SAN FRANCISCO — Preparations are under way at Vandenberg Air Force Base in California to mount an advanced climate and weather observation satellite, known as NPP, to its Delta 2 rocket in preparation for an Oct. 27 launch, government officials said Oct. 12.

The planned Oct. 13 mating of the satellite to its launch vehicle is “a monumental milestone” for the National Polar-orbiting Operational Environmental Satellite System (NPOESS) Preparatory Project (NPP), Andrew Carson, NPP program executive at NASA headquarters said.

NASA and Air Force officials also plan to conduct a full dress rehearsal of the NPP launch Oct. 21 and a launch readiness review Oct. 25. During the dress rehearsal for the $1.5 billion mission, the satellite and launch vehicle teams will be forced to respond to simulated anomalies while performing launch countdown procedures, Carson said during an Oct. 12 press briefing.

Those exercises are designed to ensure the satellite can be launched successfully Oct. 27. After a tumultuous start, the NPP program is running smoothly, Carson said.
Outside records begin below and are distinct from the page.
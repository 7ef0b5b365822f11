//! Cancel-on-teardown guard.

use super::downloader::Downloader;

use std::ops::Deref;

/// Owns a [`Downloader`] and calls [`Downloader::cancel_all`] when dropped.
///
/// Only work registered at drop time is cancelled. Other clones of the
/// downloader stay usable.
///
/// ```rust
/// use ferry::DownloaderBuilder;
///
/// # #[tokio::main]
/// # async fn main() -> Result<(), ferry::Error> {
/// let screen = DownloaderBuilder::new().build()?.cancel_on_drop();
/// screen.download("https://example.com/a.png", |_| {});
/// drop(screen); // the fetch for a.png is aborted
/// # Ok(())
/// # }
/// ```
#[derive(Debug)]
pub struct CancelOnDrop {
    downloader: Downloader,
    armed: bool,
}

impl CancelOnDrop {
    pub(crate) fn new(downloader: Downloader) -> Self {
        Self {
            downloader,
            armed: true,
        }
    }

    /// Release the downloader without cancelling anything.
    pub fn into_inner(mut self) -> Downloader {
        self.armed = false;
        self.downloader.clone()
    }
}

impl Deref for CancelOnDrop {
    type Target = Downloader;

    fn deref(&self) -> &Downloader {
        &self.downloader
    }
}

impl Drop for CancelOnDrop {
    fn drop(&mut self) {
        if self.armed {
            self.downloader.cancel_all();
        }
    }
}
Since a series of technical troubles and ballooning costs led to the cancellation in 2010 of the NPOESS program, an effort to meet military and civil requirements with a single mission, NPP, which was once billed as an effort to reduce risk by testing new sensors, has become a critical piece of the U.S. government’s Earth observing campaign. Officials at NASA and the National Oceanic and Atmospheric Administration (NOAA) consider NPP critical to preserving long-term climate records and improving day-to-day weather forecasting.

Many of the space-based sensors NASA and NOAA officials currently rely on to gather data on Earth and its atmosphere are well beyond their anticipated lifespan, leading to worries that the sensors will stop functioning before their replacements aboard NPP are fully operational, NASA and NOAA officials said. After NPP’s launch, government officials plan to spend approximately 18 months calibrating the spacecraft’s five instruments and validating the data they produce, Carson said in a Sept. 29 phone interview. As various data products become available, they will be fed into global climate models and made available to the public through NASA and NOAA websites, Carson added.

Some data sets important to weather forecasting may be available in six months, said Louis Uccellini, director of NOAA’s National Centers for Environmental Prediction in Camp Springs, Md.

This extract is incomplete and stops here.